Collected data entries
::::::::

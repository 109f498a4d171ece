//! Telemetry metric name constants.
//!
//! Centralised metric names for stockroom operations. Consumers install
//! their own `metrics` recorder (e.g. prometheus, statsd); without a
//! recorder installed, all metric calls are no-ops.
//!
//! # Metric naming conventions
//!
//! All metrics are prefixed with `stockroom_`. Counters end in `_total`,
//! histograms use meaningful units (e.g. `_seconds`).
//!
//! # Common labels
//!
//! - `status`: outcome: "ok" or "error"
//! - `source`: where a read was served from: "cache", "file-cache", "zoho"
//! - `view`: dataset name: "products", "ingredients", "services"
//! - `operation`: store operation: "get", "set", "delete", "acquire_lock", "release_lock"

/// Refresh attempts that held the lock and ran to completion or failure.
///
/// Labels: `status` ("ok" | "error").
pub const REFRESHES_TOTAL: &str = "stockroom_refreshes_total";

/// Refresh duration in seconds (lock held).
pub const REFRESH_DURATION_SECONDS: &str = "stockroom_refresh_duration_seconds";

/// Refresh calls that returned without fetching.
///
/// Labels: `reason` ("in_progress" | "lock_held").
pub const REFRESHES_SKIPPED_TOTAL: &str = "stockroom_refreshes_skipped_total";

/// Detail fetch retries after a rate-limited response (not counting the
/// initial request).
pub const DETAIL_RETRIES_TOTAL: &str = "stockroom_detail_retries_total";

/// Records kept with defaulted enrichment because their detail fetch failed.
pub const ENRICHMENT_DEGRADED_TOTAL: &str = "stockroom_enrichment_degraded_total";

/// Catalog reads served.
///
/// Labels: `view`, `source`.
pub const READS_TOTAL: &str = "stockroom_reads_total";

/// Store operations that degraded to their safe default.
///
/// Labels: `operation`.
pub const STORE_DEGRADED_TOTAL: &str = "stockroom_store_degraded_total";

::::::::

Task statement: Return only this span, exactly: the line that contains "their safe default." and all lines after it to the end of the records.

Solution below:
/// Store operations that degraded to their safe default.
///
/// Labels: `operation`.
pub const STORE_DEGRADED_TOTAL: &str = "stockroom_store_degraded_total";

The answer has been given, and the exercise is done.